B. Breath Oxygen with Mouth-to-Snout
If no breathing is present, gently but firmly close your pet’s mouth, cup your hand around the snout and give two normal breaths. If your pet is a cat or a small dog, provide gentle “puffs” of air. Watch for the chest to rise and fall with each breath and adjust your pet’s head if the air is not entering the lungs. Remember to be careful; a scared and confused dog may bite out of instinct.

C. Check for Circulation and Pulse
To take the pulse on your cat or dog, press a palm against the ribs on the left chest just behind the elbow. If you can’t feel the heartbeat, take a second and adjust the placement or pressure of your hand and palpate the heartbeat again. Cats have a normal pulse of 130-240 beats per minute and dogs have a broader range of 70-160 beats per minute. The larger dog will have a slower heart rate than a smaller breed. If no pulse is located, begin chest compressions.
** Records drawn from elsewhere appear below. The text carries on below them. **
//! Suite selections read from a spreadsheet export.
//!
//! The file starts with two header rows. Each following row is
//! `suite name, owner, email, links, ...` where the links cell holds one or
//! more newline-separated test-plan URLs carrying `planId` and `suiteId`
//! query parameters.

use std::fs::File;
use std::io::Read;
use std::path::{Path, PathBuf};

use serde::Serialize;
use thiserror::Error;
use tracing::{debug, info};

use crate::models::SuiteSelection;

const HEADER_ROWS: usize = 2;
const MIN_COLUMNS: usize = 4;

#[derive(Debug, Error)]
pub enum CsvError {
    #[error("Failed to open {path}: {source}")]
    Open {
        path: PathBuf,
        #[source]
        source: std::io::Error,
    },

    #[error("Malformed CSV: {0}")]
    Malformed(#[from] csv::Error),
}

/// One link found in the file.
#[derive(Debug, Clone, Serialize, PartialEq, Eq)]
pub struct SelectionEntry {
    pub suite_name: String,
    pub owner: String,
    pub email: String,
    pub url: String,
    pub plan_id: u64,
    pub suite_id: u64,
}

#[derive(Debug, Clone, Default)]
pub struct ParsedSelection {
    pub entries: Vec<SelectionEntry>,
    pub selection: SuiteSelection,
}

pub fn parse_selection_csv(path: &Path) -> Result<ParsedSelection, CsvError> {
    let file = File::open(path).map_err(|source| CsvError::Open {
        path: path.to_path_buf(),
        source,
    })?;
    let parsed = parse_selection(file)?;
    info!(
        path = %path.display(),
        entries = parsed.entries.len(),
        plans = parsed.selection.plan_count(),
        suites = parsed.selection.suite_count(),
        "Parsed selection file"
    );
    Ok(parsed)
}

/// Parse selection rows from any reader. Rows with too few columns and
/// links without both ids are skipped.
pub fn parse_selection<R: Read>(reader: R) -> Result<ParsedSelection, CsvError> {
    let mut csv = csv::ReaderBuilder::new()
        .has_headers(false)
        .flexible(true)
        .from_reader(reader);

    let mut parsed = ParsedSelection::default();
    for record in csv.records().skip(HEADER_ROWS) {
        let record = record?;
        if record.len() < MIN_COLUMNS {
            debug!(columns = record.len(), "Skipping short row");
            continue;
        }
        let field = |i: usize| record.get(i).unwrap_or_default().trim().to_string();

        for url in record.get(3).unwrap_or_default().lines() {
            let url = url.trim();
            let Some((plan_id, suite_id)) = ids_from_url(url) else {
                continue;
            };
            parsed.selection.insert(plan_id, suite_id);
            parsed.entries.push(SelectionEntry {
                suite_name: field(0),
                owner: field(1),
                email: field(2),
                url: url.to_string(),
                plan_id,
                suite_id,
            });
        }
    }

    Ok(parsed)
}

/// `planId` and `suiteId` from a URL's query string.
///
/// Only those two values are decoded; the first occurrence of each wins.
pub fn ids_from_url(url: &str) -> Option<(u64, u64)> {
    let (_, query) = url.split_once('?')?;
    let query = query.split('#').next().unwrap_or_default();

    let mut plan_id = None;
    let mut suite_id = None;
    for pair in query.split('&') {
        let Some((key, value)) = pair.split_once('=') else {
            continue;
        };
        let slot = match key {
            "planId" => &mut plan_id,
            "suiteId" => &mut suite_id,
            _ => continue,
        };
        if slot.is_none() {
            *slot = Some(urlencoding::decode(value).ok()?.trim().parse::<u64>().ok()?);
        }
    }

    Some((plan_id?, suite_id?))
}

#[cfg(test)]
mod tests {
    use super::*;

    #[test]
    fn reads_ids_from_query() {
        assert_eq!(
            ids_from_url("https://dev.azure.com/org/p/_testPlans/define?planId=123&suiteId=456"),
            Some((123, 456))
        );
        assert_eq!(
            ids_from_url("https://dev.azure.com/org/p/_testPlans/execute?planId=1&suiteId=abc#x"),
            None
        );
        assert_eq!(ids_from_url("https://x/?suiteId=7&planId=%31%32"), Some((12, 7)));
        assert_eq!(ids_from_url("https://x/?planId=1"), None);
        assert_eq!(ids_from_url("not a url"), None);
    }

    #[test]
    fn ignores_badly_encoded_unrelated_parameters() {
        assert_eq!(
            ids_from_url("https://x/_testPlans/define?planId=3&note=%FF%FE&suiteId=4"),
            Some((3, 4))
        );
    }

    #[test]
    fn first_occurrence_wins() {
        assert_eq!(ids_from_url("https://x/?planId=1&suiteId=2&planId=9&suiteId=8"), Some((1, 2)));
    }
}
Locate the Heart and Apply Compressions

On the left chest; locate the middle of the 4th and 6th ribs, or where the elbow touches the chest. For medium to large dogs, place one hand over the other and intertwine your fingers. Start compressing the dog’s chest at a depth of one to three inches for 30-40 times a minute and alternate with two breathes.For cats, puppies, or smaller dogs, use one hand to encircle the chest and produce a squeezing motion around the rib cage with one thumb over the heart. Compress the chest 40-50 times per minute followed by one to two breaths.

Continue CPR

Continue compressions and breaths until your pet resumes responsiveness or help arrives. If an emergency veterinary service is not available, continue CPR while your friend drives to your veterinarian and calls ahead of time to inform them of your arrival.